The latest Broadway revival of "Carousel" concentrated on Billy Bigelow's abusive treatment of Julie Jordan. A Contemporary Theater's early-1990s production of "A Streetcar Named Desire" seemed less drama about the struggle between Stanley Kowalski and Blanche DuBois than the story of a diseased marriage.

Imagine a "Streetcar" in which Stanley and his battered but addicted wife, Stella, raised teenage children. New Zealand's biggest box-office hit, "Once Were Warriors," comes close to doing exactly that. It may lack Tennessee Williams' poetry, but it's just as fierce and genuine a dramatization of a lethal relationship.

The New Zealand version of Stella is Beth, a Maori mother of five whose seasoned way with a beer-bottle cap suggests that she's almost as macho as Jake, her musclebound husband. She's just never as mean. With all the beer flowing in the house, she may get drunk and do things she regrets, but she cares about her kids, especially her vulnerable daughter, Grace, who has a writer's gift.

Jake, on the other hand, never thinks before he hits. Brutishly handsome, magnetic, relentlessly bullying, he keeps Beth in line by seducing her after every beating. She may be able to see him only out of the eye that isn't swollen shut, but he knows she won't end the relationship just because she's ready to be hospitalized.

Lately, however, Beth's mothering instincts have begun to compete with her sexual cravings for Jake, and she's getting harder to win back. Jake responds by becoming more obstinate and careless. He accuses her of being "too bloody lippy" and allows one of his drinking buddies to bring the family to the brink of tragedy.

Adapted from Alan Duff's novel, Riwia Brown's screenplay artfully captures this battle for control while dealing with a number of other issues, including the gradual decimation of Maori pride in the urban jungle (hence the title) and the influence of minority American figures on Maori culture (images of Mike Tyson and Malcolm X dominate this family's bedrooms).

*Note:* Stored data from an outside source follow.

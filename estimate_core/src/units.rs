//! # Unit Types
//!
//! Integer newtypes for the building dimensions the estimator works in.
//! Metal building sizes are sold in whole feet, so these wrap integers
//! rather than floats, and every area or perimeter derived from them is exact.
//!
//! Lengths are `u32`; areas and linear runs derived from them are `u64`, so
//! `Feet × Feet` cannot overflow for any pair of lengths.
//!
//! ## Example
//!
//! ```rust
//! use estimate_core::units::{Feet, SqFt};
//!
//! let area = Feet(24) * Feet(30);
//! assert_eq!(area, SqFt(720));
//! ```

use std::fmt;
use std::ops::{Add, Mul, Sub};

use rust_decimal::Decimal;
use serde::{Deserialize, Serialize};

// ============================================================================
// Length Units
// ============================================================================

/// Length in feet
#[derive(Debug, Clone, Copy, PartialEq, Eq, PartialOrd, Ord, Hash, Default, Serialize, Deserialize)]
#[serde(transparent)]
pub struct Feet(pub u32);

/// Length in inches
#[derive(Debug, Clone, Copy, PartialEq, Eq, PartialOrd, Ord, Hash, Default, Serialize, Deserialize)]
#[serde(transparent)]
pub struct Inches(pub u32);

/// Linear footage (gutter runs, trim runs)
#[derive(Debug, Clone, Copy, PartialEq, Eq, PartialOrd, Ord, Hash, Default, Serialize, Deserialize)]
#[serde(transparent)]
pub struct LinFt(pub u64);

// ============================================================================
// Area Units
// ============================================================================

/// Area in square feet
#[derive(Debug, Clone, Copy, PartialEq, Eq, PartialOrd, Ord, Hash, Default, Serialize, Deserialize)]
#[serde(transparent)]
pub struct SqFt(pub u64);

impl Mul for Feet {
    type Output = SqFt;
    fn mul(self, rhs: Feet) -> SqFt {
        SqFt(u64::from(self.0) * u64::from(rhs.0))
    }
}

impl Feet {
    /// Perimeter of a rectangle with this side and `other`
    pub fn perimeter_with(self, other: Feet) -> LinFt {
        LinFt(2 * (u64::from(self.0) + u64::from(other.0)))
    }
}

impl fmt::Display for Feet {
    fn fmt(&self, f: &mut fmt::Formatter<'_>) -> fmt::Result {
        write!(f, "{}'", self.0)
    }
}

impl fmt::Display for SqFt {
    fn fmt(&self, f: &mut fmt::Formatter<'_>) -> fmt::Result {
        write!(f, "{} sq ft", self.0)
    }
}

// ============================================================================
// Arithmetic Implementations (macro to reduce boilerplate)
// ============================================================================

macro_rules! impl_arithmetic {
    ($type:ty, $inner:ty) => {
        impl Add for $type {
            type Output = Self;
            fn add(self, rhs: Self) -> Self::Output {
                Self(self.0.saturating_add(rhs.0))
            }
        }

        impl Sub for $type {
            type Output = Self;
            fn sub(self, rhs: Self) -> Self::Output {
                Self(self.0.saturating_sub(rhs.0))
            }
        }

        impl $type {
            /// Get the raw value
            pub fn value(self) -> $inner {
                self.0
            }

            /// Value as an exact decimal, for multiplying against rates
            pub fn as_decimal(self) -> Decimal {
                Decimal::from(self.0)
            }
        }
    };
}

impl_arithmetic!(Feet, u32);
impl_arithmetic!(Inches, u32);
impl_arithmetic!(LinFt, u64);
impl_arithmetic!(SqFt, u64);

Best of all are the performances. Rena Owen's Beth is a tragic mixture of cultural rebel, marital slave and concerned mother, driven to the edge by the choices she's forced to make. Temuera Morrison's Jake is a testosterone cocktail, dangerous but ultimately puffed-up and pathetic. Off-screen, Morrison is actually rather short and small, but he's been photographed so skillfully that he looks like a New Zealand Schwarzenegger.

Mamaengaroa Kerr-Bell, who plays Grace, had never acted before, and neither have a couple of the other key players. But under the careful direction of television veteran Lee Tamahori, they all do credible and forceful work.

Since the first of the year, we've seen a series of unsettling wife-beating dramas from England ("Ladybird, Ladybird"), China ("Women From the Lake of Scented Souls," "The Story of Xing-hua") and now New Zealand. Perhaps it's just the coincidence of seeing them all within a two-week period, but taken together they communicate an urgency that seems profoundly universal.